Como já se afirmou, após o advento da Lei n.º 13.964/2019 (Pacote Anticrime), o STJ formou jurisprudência no sentido de adotar interpretação mais benéfica aos apenados, exigindo a reincidência específica em crime hediondo para a aplicação do percentual de 60%

PUBLICIDADE

convidado
Por Rogério Tadeu Romano

Expõe Rômulo de Andrade Moreira (A retroatividade do pacote anticrime – a recente posição do STJ) que “a 3ª. Seção do Superior Tribunal de Justiça, no julgamento do Recurso Especial nº. 1.910.240, por unanimidade, reconheceu a retroatividade do art. 4º. da Lei nº. 13.964/19 (o chamado pacote anticrime), na parte específica em que alterou o art. 112, V da Lei de Execução Penal, firmando-se a seguinte tese: “É reconhecida a retroatividade do patamar estabelecido no art. 112, V, da Lei nº. 13.964/19, àqueles apenados que, embora tenham cometido crime hediondo ou equiparado sem resultado morte, não sejam reincidentes em delito de natureza semelhante.”

PUBLICIDADE

Com efeito, o novo inciso V do art. 112 da Lei nº. 7.210/84, estabeleceu que “a pena privativa de liberdade será executada em forma progressiva com a transferência para regime menos rigoroso, a ser determinada pelo juiz, quando o preso tiver cumprido ao menos 40% (quarenta por cento) da pena, se o apenado for condenado pela prática de crime hediondo ou equiparado, se for primário.”

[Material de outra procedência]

//! Campaign schedule repository: one-shot dispatch triggers
//!
//! `campaign_id` is the primary key, so a campaign can carry at most one
//! trigger and re-registering after a partial failure is a no-op upsert.

use chrono::{DateTime, Utc};
use sqlx::PgPool;
use uuid::Uuid;

use crate::models::CampaignSchedule;

/// Schedule repository
#[derive(Clone)]
pub struct ScheduleRepository {
    pool: PgPool,
}

impl ScheduleRepository {
    /// Create a new schedule repository
    pub fn new(pool: PgPool) -> Self {
        Self { pool }
    }

    /// Register (or move) the trigger for a campaign
    pub async fn register(
        &self,
        campaign_id: Uuid,
        fire_at: DateTime<Utc>,
    ) -> Result<CampaignSchedule, sqlx::Error> {
        sqlx::query_as::<_, CampaignSchedule>(
            r#"
            INSERT INTO campaign_schedules (campaign_id, fire_at)
            VALUES ($1, $2)
            ON CONFLICT (campaign_id) DO UPDATE SET fire_at = EXCLUDED.fire_at
            RETURNING *
            "#,
        )
        .bind(campaign_id)
        .bind(fire_at)
        .fetch_one(&self.pool)
        .await
    }

    /// Claim due triggers. Claimed rows are deleted in the same statement;
    /// `SKIP LOCKED` keeps concurrent pollers from firing the same
    /// campaign twice.
    pub async fn claim_due(&self, limit: i64) -> Result<Vec<CampaignSchedule>, sqlx::Error> {
        sqlx::query_as::<_, CampaignSchedule>(
            r#"
            DELETE FROM campaign_schedules
            WHERE campaign_id IN (
                SELECT campaign_id FROM campaign_schedules
                WHERE fire_at <= NOW()
                ORDER BY fire_at
                LIMIT $1
                FOR UPDATE SKIP LOCKED
            )
            RETURNING *
            "#,
        )
        .bind(limit)
        .fetch_all(&self.pool)
        .await
    }

    /// Drop the trigger for a campaign, e.g. when it is trashed
    pub async fn remove(&self, campaign_id: Uuid) -> Result<bool, sqlx::Error> {
        let result = sqlx::query("DELETE FROM campaign_schedules WHERE campaign_id = $1")
            .bind(campaign_id)
            .execute(&self.pool)
            .await?;
        Ok(result.rows_affected() > 0)
    }

    /// Look up the trigger for a campaign
    pub async fn get(&self, campaign_id: Uuid) -> Result<Option<CampaignSchedule>, sqlx::Error> {
        sqlx::query_as::<_, CampaignSchedule>(
            "SELECT * FROM campaign_schedules WHERE campaign_id = $1",
        )
        .bind(campaign_id)
        .fetch_optional(&self.pool)
        .await
    }
}
impl From<Campaign> for CampaignResponse {
    fn from(c: Campaign) -> Self {
        Self {
            id: c.id,
            name: c.name,
            subject: c.subject,
            html_body: c.html_body,
            text_body: c.text_body,
            from_address: c.from_address,
            from_name: c.from_name,
            segment_id: c.segment_id,
            recipient_emails: c.recipient_emails,
            kind: c.kind,
            schedule_at: c.schedule_at,
            status: c.status,
            total_recipients: c.total_recipients,
            created_at: c.created_at,
            updated_at: c.updated_at,
            started_at: c.started_at,
            completed_at: c.completed_at,
        }
    }
}

/// Request body for creating a campaign
#[derive(Debug, Deserialize)]
pub struct CreateCampaignRequest {
    pub name: String,
    pub subject: String,
    pub html_body: Option<String>,
    pub text_body: Option<String>,
    pub from_address: String,
    pub from_name: Option<String>,
    pub segment_id: Option<Uuid>,
    pub recipient_emails: Option<Vec<String>>,
    pub schedule_at: Option<DateTime<Utc>>,
    /// Dispatch immediately after creation instead of leaving a draft
    #[serde(default)]
    pub send_now: bool,
}

/// Request body for updating a draft campaign
#[derive(Debug, Deserialize)]
pub struct UpdateCampaignRequest {
    pub name: Option<String>,
    pub subject: Option<String>,
    pub html_body: Option<String>,
    pub text_body: Option<String>,
    pub from_address: Option<String>,
    pub from_name: Option<String>,
    pub segment_id: Option<Uuid>,
    pub recipient_emails: Option<Vec<String>>,
    pub schedule_at: Option<DateTime<Utc>>,
}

Conforme observou o relator, Ministro Rogerio Schietti Cruz, a Lei nº. 13.964/19 “promoveu profundas alterações no marco normativo referente aos lapsos exigidos para o alcance da progressão a regime menos gravoso, tendo sido expressamente revogadas as disposições do art. 2º., § 2º., da Lei nº. 8.072/90 e estabelecidos patamares calcados não apenas na natureza do delito, mas também no caráter da reincidência, seja ela genérica ou específica.”

A norma contida no art. 112 da Lei de Execução Penal diz respeito ao princípio da individualização da pena, previsto no art. 5º., XLVI da Constituição Federal. Afinal, a individualização da pena engloba, não somente a aplicação da sanção penal propriamente dita, mas também a sua posterior execução, com a garantia, por exemplo, da progressão de regime.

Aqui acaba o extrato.